Набережная Куры, проспект Руставели, Мтацминда, фуникулёр, памятник Сталину, магазин «Сачашнико» с дегустационным залом… и, наконец, огромный крытый рынок, где просто разбегались глаза. Правда, полдороги от «Сачашнико» до рынка топали пешком: на одной из остановок к водителю заскочил, похоже, его приятель, автобус тронулся, но через пару минут остановился. Двери открылись, а динамики прохрипели: «Товарищи, автобус дальше не пойдёт: компрессор поломался. Просьба освободить салон». Возмущаться никто на стал, и вскоре пустой Икарус с «поломанным» компрессором отбыл в нужном сговорившейся парочке направлении.
Рынок удивил своими размерами и обилием всего, что растёт в местном климате, в особенности – приправ. Прикупив чурчхелы и чего-то вроде хмели-сунели, я вспомнил, что ещё перец обещался привезти, у нас с остреньким бывали перебои. И тут взгляд упал на бабушку, державшую в руках небольшую связку маленьких красных перчиков.
– Бабушка, почём перец?
– Рубл!
– А он крепкий?
– Очен крэпкий, сынок, бери, нэ пожалеешь.
– А попробовать можно?
В глазах собеседницы мелькнуло удивление.
– Ну, можна, если очэн нада, – она протянула мне стручок, выглядывающий из зажимающих его пальцев миллиметра на три.
– Жалко ей, что ли? – подумал я, и, решительно отломав примерно сантиметр от свободного стручка, отправил приправу в рот, в первое мгновение ничего такого не чувствуя.
– Э, дарагой, сильна крэпка будит, нада молоком запить!
То, что начинается «сильна крэпка», до меня уже дошло. Отдав рубль и схватив связку, дегустатор помчался к молочным рядам, вытирая набегающие слёзы. О, а вот этого делать не стоило: подправленное ладонью жгучее облако выдоха попало в глаза, в нос, и слёзы потекли уже не каплями-квантами, а сплошным потоком.
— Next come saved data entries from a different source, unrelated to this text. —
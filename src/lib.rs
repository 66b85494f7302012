//! # ramp-experiment
//!
//! Remote controlled ramp experiment: a worm gear stepper motor tilts a
//! track, an elevator releases a ball and a landing zone sensor reports
//! its arrival. Targets and telemetry travel over a publish/subscribe bus.
//!
//! ## Features
//!
//! - **embedded-hal 1.0**: Driver lines are `OutputPin`s, timing uses `DelayNs`
//! - **no_std compatible**: Motor, ramp and wire codec work without standard library
//! - **Limit checked**: Moves outside the travel limits never touch the hardware
//! - **Incremental moves**: Long moves yield after every chunk for telemetry
//! - **Safe teardown**: Every layer powers its hardware down when dropped
//!
//! ## Quick Start
//!
//! ```rust,ignore
//! use ramp_experiment::{Ramp, StepperDriver, WormMotor};
//!
//! let config = ramp_experiment::load_config("ramp.toml")?;
//!
//! let driver = StepperDriver::new(enable, sleep, step, direction, delay)?;
//! let motor = WormMotor::new(driver, &config.motor)?;
//! let mut ramp = Ramp::from_config(motor, &config.ramp)?;
//!
//! for angle in ramp.iter_angle(0.1, 0.01)? {
//!     println!("at {} rad", angle?);
//! }
//! ramp.shutdown()?;
//! ```
//!
//! ## Feature Flags
//!
//! - `std` (default): Enables TOML loading, the server and the transport seam
//! - `defmt`: Enables defmt formatting for embedded targets
//! - `rpi`: Raspberry Pi GPIO and PWM through `rppal`
//! - `mqtt`: MQTT transport through `rumqttc`
//! - `cli`: Logging and argument parsing for the `ramp-experiment` binary

#![cfg_attr(not(feature = "std"), no_std)]
#![warn(missing_docs)]
#![warn(clippy::all)]
#![deny(unsafe_code)]
// Allow large error types - necessary for no_std with heapless strings
#![allow(clippy::result_large_err)]

// Core modules
pub mod config;
pub mod device;
pub mod error;
pub mod motor;
pub mod protocol;
pub mod ramp;

// Runtime modules (std only)
#[cfg(feature = "std")]
pub mod server;
#[cfg(feature = "std")]
pub mod transport;

// Re-exports for ergonomic API
pub use config::{validate_config, ExperimentConfig, MotorConfig, RampConfig};
pub use device::{Actuator, EdgeSensor, PwmActuator};
pub use error::{Error, Result};
pub use motor::{Direction, StepChunks, StepperDriver, WormMotor};
pub use protocol::{QoS, Status};
pub use ramp::{AngleChunks, Ramp};

#[cfg(feature = "std")]
pub use server::{ExperimentServer, ServerHandle, ServerSettings, Waiter};
#[cfg(feature = "std")]
pub use transport::{MessageHandler, Transport};

// Configuration loading (std only)
#[cfg(feature = "std")]
pub use config::{load_config, parse_config};

// Unit types
pub use config::units::{Degrees, Level};
//! Cooldown gate.

use std::thread;
use std::time::{Duration, Instant};

/// Enforces a minimum time between a reset and the next action.
///
/// Used to let the landing zone stop oscillating before it is armed again.
#[derive(Debug, Clone)]
pub struct Waiter {
    period: Duration,
    last_reset: Instant,
}

impl Waiter {
    /// Create a waiter; the first period starts now.
    pub fn new(period: Duration) -> Self {
        Self {
            period,
            last_reset: Instant::now(),
        }
    }

    /// Get the cooldown period.
    #[inline]
    pub fn period(&self) -> Duration {
        self.period
    }

    /// Start a new period.
    pub fn reset(&mut self) {
        self.last_reset = Instant::now();
    }

    /// Time left in the current period.
    pub fn remaining(&self) -> Duration {
        self.period.saturating_sub(self.last_reset.elapsed())
    }

    /// Whether the current period has not yet elapsed.
    pub fn is_waiting(&self) -> bool {
        !self.remaining().is_zero()
    }

    /// Sleep until the current period has elapsed and return the time slept.
    pub fn wait(&self) -> Duration {
        let remaining = self.remaining();
        if !remaining.is_zero() {
            thread::sleep(remaining);
        }
        remaining
    }
}

#[cfg(test)]
mod tests {
    use super::*;

    #[test]
    fn test_wait_after_reset() {
        let mut waiter = Waiter::new(Duration::from_millis(50));
        waiter.reset();
        assert!(waiter.is_waiting());

        let start = Instant::now();
        let slept = waiter.wait();
        assert!(start.elapsed() >= Duration::from_millis(40));
        assert!(slept <= Duration::from_millis(50));

        assert!(!waiter.is_waiting());
        assert_eq!(waiter.wait(), Duration::ZERO);
    }

    #[test]
    fn test_zero_period_never_waits() {
        let mut waiter = Waiter::new(Duration::ZERO);
        waiter.reset();
        assert!(!waiter.is_waiting());
        assert_eq!(waiter.wait(), Duration::ZERO);
    }
}
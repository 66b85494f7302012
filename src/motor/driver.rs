//! A4988-style stepper driver.
//!
//! Owns the four driver lines and issues raw step pulses. Generic over
//! embedded-hal 1.0 output pins and delay providers.

use embedded_hal::delay::DelayNs;
use embedded_hal::digital::OutputPin;

use crate::config::units::Level;
use crate::error::{Line, MotorError, Result};

/// Time the driver needs after leaving sleep mode before it accepts pulses (1 ms).
pub const WAKE_SETTLE_NS: u32 = 1_000_000;

/// Minimum high and low time of a step pulse (1 µs).
pub const PULSE_WIDTH_NS: u32 = 1_000;

/// Driver chip timing.
#[derive(Debug, Clone, Copy, PartialEq, Eq)]
pub struct DriverTiming {
    /// Settle delay after waking, in nanoseconds.
    pub wake_settle_ns: u32,
    /// Duration of each half of a step pulse, in nanoseconds.
    pub pulse_width_ns: u32,
}

impl Default for DriverTiming {
    fn default() -> Self {
        Self {
            wake_settle_ns: WAKE_SETTLE_NS,
            pulse_width_ns: PULSE_WIDTH_NS,
        }
    }
}

/// Stepper driver with active-low enable and sleep lines.
///
/// Generic over:
/// - `P`: line type shared by enable, sleep, step and direction (must implement `OutputPin`)
/// - `D`: delay provider (must implement `DelayNs`)
///
/// Dropping the driver puts it to sleep and disables it before the lines
/// are released, so the coils are never left energized.
pub struct StepperDriver<P, D>
where
    P: OutputPin,
    D: DelayNs,
{
    enable: P,
    sleep: P,
    step: P,
    direction: P,
    delay: D,
    timing: DriverTiming,

    /// Level of each control line after its last successful write.
    /// `OutputPin` lines cannot be read back.
    enabled: bool,
    sleeping: bool,
    level: Level,

    /// Set once the driver has been powered down for good.
    shut_down: bool,
}

impl<P, D> StepperDriver<P, D>
where
    P: OutputPin,
    D: DelayNs,
{
    /// Take ownership of the driver lines.
    ///
    /// The driver starts disabled and awake, with the step and direction
    /// lines low.
    pub fn new(enable: P, sleep: P, step: P, direction: P, delay: D) -> Result<Self> {
        let mut driver = Self {
            enable,
            sleep,
            step,
            direction,
            delay,
            timing: DriverTiming::default(),
            enabled: false,
            sleeping: false,
            level: Level::Low,
            shut_down: false,
        };

        driver.enable.set_high().map_err(|_| MotorError::Line(Line::Enable))?;
        driver.sleep.set_high().map_err(|_| MotorError::Line(Line::Sleep))?;
        driver.step.set_low().map_err(|_| MotorError::Line(Line::Step))?;
        driver.direction.set_low().map_err(|_| MotorError::Line(Line::Direction))?;

        Ok(driver)
    }

    /// Override the chip timing.
    pub fn with_timing(mut self, timing: DriverTiming) -> Self {
        self.timing = timing;
        self
    }

    /// Get the chip timing.
    #[inline]
    pub fn timing(&self) -> DriverTiming {
        self.timing
    }

    /// Energize the motor (enable line low).
    pub fn enable(&mut self) -> Result<()> {
        self.enable.set_low().map_err(|_| MotorError::Line(Line::Enable))?;
        self.enabled = true;
        Ok(())
    }

    /// De-energize the motor (enable line high).
    pub fn disable(&mut self) -> Result<()> {
        self.enable.set_high().map_err(|_| MotorError::Line(Line::Enable))?;
        self.enabled = false;
        Ok(())
    }

    /// Whether the enable line is low.
    ///
    /// Reflects the last successful write; a failed write leaves it as is.
    #[inline]
    pub fn is_enabled(&self) -> bool {
        self.enabled
    }

    /// Enter sleep mode (sleep line low).
    pub fn sleep(&mut self) -> Result<()> {
        self.sleep.set_low().map_err(|_| MotorError::Line(Line::Sleep))?;
        self.sleeping = true;
        Ok(())
    }

    /// Leave sleep mode and wait until the chip accepts pulses.
    pub fn wake(&mut self) -> Result<()> {
        self.sleep.set_high().map_err(|_| MotorError::Line(Line::Sleep))?;
        self.sleeping = false;
        self.delay.delay_ns(self.timing.wake_settle_ns);
        Ok(())
    }

    /// Whether the sleep line is low.
    ///
    /// Reflects the last successful write; a failed write leaves it as is.
    #[inline]
    pub fn is_sleeping(&self) -> bool {
        self.sleeping
    }

    /// Set the direction line.
    pub fn set_direction(&mut self, level: Level) -> Result<()> {
        match level {
            Level::High => self.direction.set_high(),
            Level::Low => self.direction.set_low(),
        }
        .map_err(|_| MotorError::Line(Line::Direction))?;
        self.level = level;
        Ok(())
    }

    /// Get the last level written to the direction line.
    #[inline]
    pub fn direction(&self) -> Level {
        self.level
    }

    /// Issue a single step pulse.
    pub fn step(&mut self) -> Result<()> {
        self.step.set_high().map_err(|_| MotorError::Line(Line::Step))?;
        self.delay.delay_ns(self.timing.pulse_width_ns);
        self.step.set_low().map_err(|_| MotorError::Line(Line::Step))?;
        self.delay.delay_ns(self.timing.pulse_width_ns);
        Ok(())
    }

    /// Block for `ns` nanoseconds using the driver's delay provider.
    pub(crate) fn pause_ns(&mut self, ns: u64) {
        if ns > u64::from(u32::MAX) {
            self.delay.delay_us((ns / 1_000).min(u64::from(u32::MAX)) as u32);
        } else if ns > 0 {
            self.delay.delay_ns(ns as u32);
        }
    }

    /// Put the driver to sleep, disable it and release the lines.
    ///
    /// Both line writes are attempted even if the first one fails; the
    /// first failure is returned.
    pub fn shutdown(mut self) -> Result<()> {
        self.power_down()
    }

    pub(crate) fn power_down(&mut self) -> Result<()> {
        self.shut_down = true;
        let slept = self.sleep();
        let disabled = self.disable();
        slept.and(disabled)
    }
}

impl<P, D> Drop for StepperDriver<P, D>
where
    P: OutputPin,
    D: DelayNs,
{
    fn drop(&mut self) {
        if !self.shut_down {
            if let Err(e) = self.power_down() {
                log::error!("failed to power down stepper driver: {}", e);
            }
        }
    }
}

#[cfg(test)]
mod tests {
    use super::*;
    use embedded_hal_mock::eh1::delay::NoopDelay;
    use embedded_hal_mock::eh1::digital::{Mock as PinMock, State, Transaction};

    struct Lines {
        enable: PinMock,
        sleep: PinMock,
        step: PinMock,
        direction: PinMock,
    }

    impl Lines {
        fn new(
            enable: &[Transaction],
            sleep: &[Transaction],
            step: &[Transaction],
            direction: &[Transaction],
        ) -> Self {
            Self {
                enable: PinMock::new(enable),
                sleep: PinMock::new(sleep),
                step: PinMock::new(step),
                direction: PinMock::new(direction),
            }
        }

        fn driver(&self) -> StepperDriver<PinMock, NoopDelay> {
            StepperDriver::new(
                self.enable.clone(),
                self.sleep.clone(),
                self.step.clone(),
                self.direction.clone(),
                NoopDelay::new(),
            )
            .unwrap()
        }

        fn done(mut self) {
            self.enable.done();
            self.sleep.done();
            self.step.done();
            self.direction.done();
        }
    }

    #[test]
    fn test_new_then_shutdown_sequence() {
        let lines = Lines::new(
            &[Transaction::set(State::High), Transaction::set(State::High)],
            &[Transaction::set(State::High), Transaction::set(State::Low)],
            &[Transaction::set(State::Low)],
            &[Transaction::set(State::Low)],
        );

        let driver = lines.driver();
        assert!(!driver.is_enabled());
        assert!(!driver.is_sleeping());
        driver.shutdown().unwrap();

        lines.done();
    }

    #[test]
    fn test_enable_wake_step() {
        let lines = Lines::new(
            &[
                Transaction::set(State::High),
                Transaction::set(State::Low),
                // drop
                Transaction::set(State::High),
            ],
            &[
                Transaction::set(State::High),
                Transaction::set(State::Low),
                Transaction::set(State::High),
                // drop
                Transaction::set(State::Low),
            ],
            &[
                Transaction::set(State::Low),
                Transaction::set(State::High),
                Transaction::set(State::Low),
            ],
            &[Transaction::set(State::Low), Transaction::set(State::High)],
        );

        {
            let mut driver = lines.driver();
            driver.enable().unwrap();
            assert!(driver.is_enabled());
            driver.sleep().unwrap();
            assert!(driver.is_sleeping());
            driver.wake().unwrap();
            assert!(!driver.is_sleeping());
            driver.set_direction(Level::High).unwrap();
            assert_eq!(driver.direction(), Level::High);
            driver.step().unwrap();
        }

        lines.done();
    }

    #[test]
    fn test_default_timing() {
        let timing = DriverTiming::default();
        assert_eq!(timing.wake_settle_ns, 1_000_000);
        assert_eq!(timing.pulse_width_ns, 1_000);
    }
}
Дальнейшее пребывание на рынке свелось к долгому промыванию пострадавших органов чувств в рукомойнике местного заведения с буквой «М», но задание было геройски выполнено.
Дома перчики были благополучно использованы по назначению: отламывая по чуточке от стручка, мы несколько лет подряд раскладывали жгучую приправу в банки маринованных томатов. Убойная сила сохранялась долго, лет через семь старшая дочка, помогавшая в раскладке, потёрла глаза и подвиг повторился в миниатюре!
Продолжение следует...
Часть 1, Часть 2, Часть 3, Часть 4, Часть 5, Часть 6, Часть 7, Часть 8, Часть 9, Часть 10, Часть 11, Часть 12, Часть 13
@sergeymironenko, да уж, могу представить ваши страдания от перчика...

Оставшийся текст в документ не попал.